Le ministère de l'Éducation a assuré qu'il n'y avait aucune plainte pour extorsion dans les écoles et collèges publics du pays. (PHOTO : Présidence du Honduras)

Compte tenu du contexte d'insécurité, le ministre a indiqué que le ministère de l'Éducation maintient une coordination avec le ministère de la Sécurité pour renforcer les patrouilles de police aux abords des écoles et collèges.

Argueta a demandé aux parents, aux élèves et aux enseignants de ne pas s'alarmer en constatant la présence policière à proximité des centres éducatifs, car il s'agit de mesures préventives visant à renforcer la sécurité dans les communautés scolaires.

Il a également souligné que le signalement par les citoyens est essentiel pour remédier à toute situation irrégulière, y compris les cas de trafic de drogue ou les menaces contre les membres de la communauté éducative.

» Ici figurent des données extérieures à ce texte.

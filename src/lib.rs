//! Fruit Slash - A swipe-to-slice falling fruit arcade game
//!
//! Core modules:
//! - `sim`: Deterministic simulation (spawning, kinematics, slicing, combos, effects)
//! - `engine`: Frame loop orchestration and the menu/playing/game-over screens
//! - `renderer`: Drawing-operations interface and the scene draw pass
//! - `platform`: Frame scheduling and input binding abstractions
//! - `persistence`: Best-score and leaderboard collaborator contracts

pub mod engine;
pub mod highscores;
pub mod persistence;
pub mod platform;
pub mod renderer;
pub mod settings;
pub mod sim;

pub use engine::{Engine, EngineOptions, Snapshot};
pub use highscores::HighScores;
pub use settings::{QualityPreset, Settings};

use glam::Vec2;

/// Game configuration constants
pub mod consts {
    /// Lives at the start of every run
    pub const MAX_LIVES: u32 = 3;
    /// Maximum gap between two slices that keeps a combo alive (ms)
    pub const COMBO_WINDOW_MS: f64 = 800.0;
    /// Trail points older than this drop out of the live trail (ms)
    pub const TRAIL_LIFETIME_MS: f64 = 200.0;
    /// Extra hit radius so fast, sparsely sampled swipes still connect
    pub const SLICE_RADIUS_BONUS: f32 = 18.0;

    /// Horizontal pad added to an object's radius when choosing spawn x
    pub const SPAWN_PAD: f32 = 10.0;
    /// Max horizontal drift speed at spawn (pixels/s, either direction)
    pub const SPAWN_DRIFT: f32 = 60.0;
    /// Max spin speed at spawn (radians/s, either direction)
    pub const SPAWN_SPIN: f32 = 2.4;
    /// Missed objects are purged once this far below the canvas bottom
    pub const MISS_PURGE_MARGIN: f32 = 100.0;

    /// Clamp on a single frame's delta time (seconds) after tab stalls
    pub const MAX_FRAME_DT: f32 = 0.1;

    /// Per-frame downward bias for effect artifacts (pixels/frame²)
    pub const EFFECT_GRAVITY: f32 = 0.15;

    /// Default canvas size used before the host reports a real one
    pub const DEFAULT_WIDTH: f32 = 800.0;
    pub const DEFAULT_HEIGHT: f32 = 600.0;
}

/// RGBA color in linear 0-1 components
pub type Rgba = [f32; 4];

/// Build an opaque color from a 0xRRGGBB literal
#[inline]
pub const fn rgb(hex: u32) -> Rgba {
    rgba(hex, 1.0)
}

/// Build a color from a 0xRRGGBB literal and alpha
#[inline]
pub const fn rgba(hex: u32, alpha: f32) -> Rgba {
    [
        ((hex >> 16) & 0xff) as f32 / 255.0,
        ((hex >> 8) & 0xff) as f32 / 255.0,
        (hex & 0xff) as f32 / 255.0,
        alpha,
    ]
}

/// CSS `rgba()` string for a color (used by the canvas surface and DOM HUD)
pub fn css_color(color: Rgba) -> String {
    format!(
        "rgba({}, {}, {}, {:.3})",
        (color[0] * 255.0).round() as u8,
        (color[1] * 255.0).round() as u8,
        (color[2] * 255.0).round() as u8,
        color[3].clamp(0.0, 1.0)
    )
}

/// Unit vector for an angle (radians)
#[inline]
pub fn unit_from_angle(theta: f32) -> Vec2 {
    Vec2::new(theta.cos(), theta.sin())
}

« Si nous avons des plaintes, nous les adresserons directement depuis le centre éducatif concerné », a-t-il assuré.

Le président de Fenieph, Carlos Sabillon, a soutenu que l'extorsion touche depuis plusieurs années les institutions privées, principalement à Tegucigalpa et San Pedro Sula.

Comme il l'a expliqué, certaines écoles ont fermé leurs portes à cause des menaces, tandis que d'autres, notamment celles qui fonctionnent dans des locaux loués, ont déménagé dans différents quartiers ou quartiers pour tenter de réduire les risques.

Sabillon a indiqué que les appels à l'extorsion sont devenus l'une des principales formes d'intimidation. Pour cette raison, certains centres éducatifs ont décidé de supprimer leurs lignes téléphoniques fixes.

Les autorités vont multiplier les patrouilles préventives autour des écoles et collèges. (PHOTO : Processus numérique)

Le dirigeant a averti que ce crime, historiquement lié aux transports publics, aux petites entreprises et aux commerçants, s'est étendu au secteur éducatif et met en danger la stabilité financière des institutions privées.

Même si l'Éducation exclut les signalements dans le système public, Argueta a insisté sur le fait que toute plainte sera traitée en coordination avec les autorités de sécurité.

Pour sa part, Sabillon a demandé de renforcer les actions contre les structures criminelles et d'éviter que davantage d'écoles soient obligées de fermer ou d'abandonner les communautés où elles offrent leurs services.

Les écoles privées signalent que les appels d’extorsion continuent d’affecter leurs opérations. (PHOTO : Diario Tiempo)

La situation montre une différence entre les deux secteurs : alors que les autorités n'enregistrent pas de plaintes dans les écoles publiques, les représentants de l'enseignement privé assurent que l'extorsion a déjà provoqué des fermetures, des transferts et des mesures de protection internes.

Ce contraste a également conduit les autorités à renforcer la surveillance préventive et à exiger que toute menace soit immédiatement signalée.

L'éducation soutient que l'absence de plaintes formelles n'élimine pas la nécessité de maintenir des contrôles, tandis que Fenieph exige une réponse plus énergique pour protéger les étudiants, les enseignants, les propriétaires et les travailleurs des centres concernés.